I took three coins from my purse and put them on the crate.
‘Lizzie says you have a word for me.’
She nodded. As I reached for my slips and pencil, she reached into the folds of her clothes. Mabel brought out a fistful of paper slips and put them on the crate between us. Then she turned her face up to mine and made a sound that made me think she was going to spit again. But it was a laugh, and her rheumy eyes were smiling.
‘She ’elped,’ Mabel said looking over at Mrs Stiles, who was straightening her flower buckets. ‘Told ’er I’d shut me gob whenever there was ladies sniffin’ ’round ’er flowers. Better for business, I told ’er. She ’ad to agree.’ Again, her drowning laugh.
I picked up the slips, crushed and grubby from where they’d been stored. They were the right size, with the contents more or less as I would write them.
‘When?’ I asked.
‘When you went away. Thought you’d need cheerin’ on yer return. Whatever ’appened.’ She reached into her clothes again. ‘I saved this for you, too.’
Another carving, exquisite in its detail. Familiar.

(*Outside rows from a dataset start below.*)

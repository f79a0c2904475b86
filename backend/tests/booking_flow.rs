//! End-to-end booking journey: account registration through reservation and
//! notification round-trips over the full `/api/v1` surface.

mod support;

use actix_web::http::StatusCode;
use actix_web::test as actix_test;
use serde_json::{Value, json};

use backend::domain::Role;
use backend::test_support::TestBackend;
use support::test_app;

const ADMIN_EMAIL: &str = "gestor@example.com";

async fn register_and_login(
    app: &impl actix_web::dev::Service<
        actix_http::Request,
        Response = actix_web::dev::ServiceResponse<actix_web::body::BoxBody>,
        Error = actix_web::Error,
    >,
    email: &str,
) -> String {
    let register = actix_test::call_service(
        app,
        actix_test::TestRequest::post()
            .uri("/api/v1/client/register")
            .set_json(json!({
                "firstName": "Joana",
                "lastName": "Ferreira",
                "email": email,
                "password": "strong-password-9",
                "phoneNumber": "912345678",
                "nif": "123456789"
            }))
            .to_request(),
    )
    .await;
    assert_eq!(register.status(), StatusCode::CREATED);

    let login = actix_test::call_service(
        app,
        actix_test::TestRequest::post()
            .uri("/api/v1/client/login")
            .set_json(json!({ "email": email, "password": "strong-password-9" }))
            .to_request(),
    )
    .await;
    assert_eq!(login.status(), StatusCode::OK);
    let body: Value = actix_test::read_body_json(login).await;
    format!("Bearer {}", body["token"].as_str().expect("access token"))
}

async fn create_court_and_price(
    app: &impl actix_web::dev::Service<
        actix_http::Request,
        Response = actix_web::dev::ServiceResponse<actix_web::body::BoxBody>,
        Error = actix_web::Error,
    >,
    admin_auth: &str,
) -> (Value, Value) {
    let field = actix_test::call_service(
        app,
        actix_test::TestRequest::post()
            .uri("/api/v1/fields/create")
            .insert_header(("Authorization", admin_auth.to_owned()))
            .set_json(json!({ "name": "Court 1", "available": true }))
            .to_request(),
    )
    .await;
    assert_eq!(field.status(), StatusCode::CREATED);
    let field: Value = actix_test::read_body_json(field).await;

    let price = actix_test::call_service(
        app,
        actix_test::TestRequest::post()
            .uri("/api/v1/prices/create")
            .insert_header(("Authorization", admin_auth.to_owned()))
            .set_json(json!({
                "priceValue": 12.5,
                "priceType": "SEMANA_19H30_21H00",
                "startTime": "2024-01-01",
                "isActive": true
            }))
            .to_request(),
    )
    .await;
    assert_eq!(price.status(), StatusCode::CREATED);
    let price: Value = actix_test::read_body_json(price).await;

    (field, price)
}

#[actix_web::test]
async fn a_registered_client_books_a_court_set_up_by_an_admin() {
    let backend = TestBackend::new();
    let admin = backend
        .seed_user("Gestor", "Principal", ADMIN_EMAIL, Role::Admin)
        .await;
    let admin_auth = backend.bearer(&admin);
    let app = actix_test::init_service(test_app(&backend)).await;

    let (field, price) = create_court_and_price(&app, &admin_auth).await;

    let client_auth = register_and_login(&app, "joana@example.com").await;

    let booking = actix_test::call_service(
        &app,
        actix_test::TestRequest::post()
            .uri("/api/v1/reservations/create")
            .insert_header(("Authorization", client_auth.clone()))
            .set_json(json!({
                "fieldId": field["id"],
                "priceId": price["id"],
                "initialTime": "2030-06-10 19:30:00",
                "endTime": "2030-06-10 21:00:00"
            }))
            .to_request(),
    )
    .await;
    assert_eq!(booking.status(), StatusCode::CREATED);
    let booking: Value = actix_test::read_body_json(booking).await;

    let day = actix_test::call_service(
        &app,
        actix_test::TestRequest::get()
            .uri("/api/v1/reservations/date/2030-06-10")
            .insert_header(("Authorization", client_auth.clone()))
            .to_request(),
    )
    .await;
    assert_eq!(day.status(), StatusCode::OK);
    let listed: Value = actix_test::read_body_json(day).await;
    let listed = listed.as_array().expect("reservation list");
    assert_eq!(listed.len(), 1);
    assert_eq!(listed[0]["id"], booking["id"]);
    assert_eq!(listed[0]["fieldId"], field["id"]);

    // A second booking over the same slot is refused until the first one is
    // cancelled.
    let clash = actix_test::call_service(
        &app,
        actix_test::TestRequest::post()
            .uri("/api/v1/reservations/create")
            .insert_header(("Authorization", client_auth.clone()))
            .set_json(json!({
                "fieldId": field["id"],
                "priceId": price["id"],
                "initialTime": "2030-06-10 20:00:00",
                "endTime": "2030-06-10 21:30:00"
            }))
            .to_request(),
    )
    .await;
    assert_eq!(clash.status(), StatusCode::CONFLICT);

    let cancel = actix_test::call_service(
        &app,
        actix_test::TestRequest::put()
            .uri(&format!(
                "/api/v1/reservations/{}/cancel",
                booking["id"].as_i64().expect("booking id")
            ))
            .insert_header(("Authorization", client_auth.clone()))
            .to_request(),
    )
    .await;
    assert_eq!(cancel.status(), StatusCode::OK);

    // Cancelling drops the row from the date page and frees the slot.
    let day = actix_test::call_service(
        &app,
        actix_test::TestRequest::get()
            .uri("/api/v1/reservations/date/2030-06-10")
            .insert_header(("Authorization", client_auth.clone()))
            .to_request(),
    )
    .await;
    let listed: Value = actix_test::read_body_json(day).await;
    assert_eq!(listed.as_array().expect("reservation list").len(), 0);

    let rebook = actix_test::call_service(
        &app,
        actix_test::TestRequest::post()
            .uri("/api/v1/reservations/create")
            .insert_header(("Authorization", client_auth))
            .set_json(json!({
                "fieldId": field["id"],
                "priceId": price["id"],
                "initialTime": "2030-06-10 19:30:00",
                "endTime": "2030-06-10 21:00:00"
            }))
            .to_request(),
    )
    .await;
    assert_eq!(rebook.status(), StatusCode::CREATED);
}

#[actix_web::test]
async fn admins_notify_everyone_and_recipients_control_the_read_flag() {
    let backend = TestBackend::new();
    let admin = backend
        .seed_user("Gestor", "Principal", ADMIN_EMAIL, Role::Admin)
        .await;
    let admin_auth = backend.bearer(&admin);
    let app = actix_test::init_service(test_app(&backend)).await;

    let client_auth = register_and_login(&app, "joana@example.com").await;

    let send = actix_test::call_service(
        &app,
        actix_test::TestRequest::post()
            .uri("/api/v1/manual-notification/create")
            .insert_header(("Authorization", admin_auth.clone()))
            .set_json(json!({
                "email": "all.clients@gmail.com",
                "message": "Courts close early on Friday"
            }))
            .to_request(),
    )
    .await;
    assert_eq!(send.status(), StatusCode::CREATED);
    let created: Value = actix_test::read_body_json(send).await;
    assert_eq!(created["createdCount"], 1);

    let inbox = actix_test::call_service(
        &app,
        actix_test::TestRequest::get()
            .uri("/api/v1/manual-notification")
            .insert_header(("Authorization", client_auth.clone()))
            .to_request(),
    )
    .await;
    assert_eq!(inbox.status(), StatusCode::OK);
    let inbox: Value = actix_test::read_body_json(inbox).await;
    let inbox = inbox.as_array().expect("notification list");
    assert_eq!(inbox.len(), 1);
    assert_eq!(inbox[0]["senderEmail"], ADMIN_EMAIL);
    assert_eq!(inbox[0]["message"], "Courts close early on Friday");
    assert_eq!(inbox[0]["isRead"], false);

    let mark = actix_test::call_service(
        &app,
        actix_test::TestRequest::put()
            .uri(&format!(
                "/api/v1/manual-notification/{}/read",
                inbox[0]["id"].as_i64().expect("notification id")
            ))
            .insert_header(("Authorization", client_auth.clone()))
            .set_json(json!({ "isRead": true }))
            .to_request(),
    )
    .await;
    assert_eq!(mark.status(), StatusCode::OK);

    let inbox = actix_test::call_service(
        &app,
        actix_test::TestRequest::get()
            .uri("/api/v1/manual-notification")
            .insert_header(("Authorization", client_auth))
            .to_request(),
    )
    .await;
    let inbox: Value = actix_test::read_body_json(inbox).await;
    assert_eq!(inbox[0]["isRead"], true);
}

#[actix_web::test]
async fn deleting_an_account_takes_its_bookings_and_notifications_with_it() {
    let backend = TestBackend::new();
    let admin = backend
        .seed_user("Gestor", "Principal", ADMIN_EMAIL, Role::Admin)
        .await;
    let admin_auth = backend.bearer(&admin);
    let app = actix_test::init_service(test_app(&backend)).await;

    let (field, price) = create_court_and_price(&app, &admin_auth).await;
    let client_auth = register_and_login(&app, "joana@example.com").await;

    let notify = actix_test::call_service(
        &app,
        actix_test::TestRequest::post()
            .uri("/api/v1/manual-notification/create")
            .insert_header(("Authorization", admin_auth.clone()))
            .set_json(json!({
                "email": "joana@example.com",
                "message": "Welcome to the club"
            }))
            .to_request(),
    )
    .await;
    assert_eq!(notify.status(), StatusCode::CREATED);

    let booking = actix_test::call_service(
        &app,
        actix_test::TestRequest::post()
            .uri("/api/v1/reservations/create")
            .insert_header(("Authorization", client_auth.clone()))
            .set_json(json!({
                "fieldId": field["id"],
                "priceId": price["id"],
                "initialTime": "2030-06-10 19:30:00",
                "endTime": "2030-06-10 21:00:00"
            }))
            .to_request(),
    )
    .await;
    assert_eq!(booking.status(), StatusCode::CREATED);

    let goodbye = actix_test::call_service(
        &app,
        actix_test::TestRequest::delete()
            .uri("/api/v1/client/delete")
            .insert_header(("Authorization", client_auth))
            .to_request(),
    )
    .await;
    assert_eq!(goodbye.status(), StatusCode::OK);

    let login = actix_test::call_service(
        &app,
        actix_test::TestRequest::post()
            .uri("/api/v1/client/login")
            .set_json(json!({
                "email": "joana@example.com",
                "password": "strong-password-9"
            }))
            .to_request(),
    )
    .await;
    assert_eq!(login.status(), StatusCode::UNAUTHORIZED);

    // Cascades clear the booking off the date page and the sent copy of the
    // notification out of the admin's list.
    let day = actix_test::call_service(
        &app,
        actix_test::TestRequest::get()
            .uri("/api/v1/reservations/date/2030-06-10")
            .insert_header(("Authorization", admin_auth.clone()))
            .to_request(),
    )
    .await;
    assert_eq!(day.status(), StatusCode::OK);
    let listed: Value = actix_test::read_body_json(day).await;
    assert_eq!(listed.as_array().expect("reservation list").len(), 0);

    let sent = actix_test::call_service(
        &app,
        actix_test::TestRequest::get()
            .uri("/api/v1/manual-notification")
            .insert_header(("Authorization", admin_auth))
            .to_request(),
    )
    .await;
    assert_eq!(sent.status(), StatusCode::OK);
    let sent: Value = actix_test::read_body_json(sent).await;
    assert_eq!(sent.as_array().expect("notification list").len(), 0);
}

‘Taliesin,’ Mabel said. ‘Merlin. Me ’ands gave up after that.’
I took more coins from my purse.
‘Na, lass,’ Mabel said, waving the coins away. ‘A gift.’
I had been avoiding Mabel, but now the state of her, this kindness and the reason for it, ambushed me. I felt paralysed, unable to raise a defence against memory. Like a vessel, I filled with sadness until I could no longer hold it, and it spilled, soaking my face.
‘I ’eard you got the morbs,’ Mabel said, refusing to look away. ‘Only natural.’
Lizzie was there then, at my side, a pocket handkerchief in her hand, an arm around my shoulders. ‘Mabel will be alright,’ she said, misunderstanding. ‘Won’t you, Mabel?’
Mabel held my gaze a moment longer, then brought her hand to her chin and struck the thinker’s pose. After a moment, she said, ‘Nah, I don’t reckon I will.’ And as if to emphasise her point, the last word turned into a phlegmy cough so violent I thought it would shake her bones loose. It was enough to bring me back to myself.
‘Enough joking,’ Lizzie said, her hand gentle on Mabel’s back.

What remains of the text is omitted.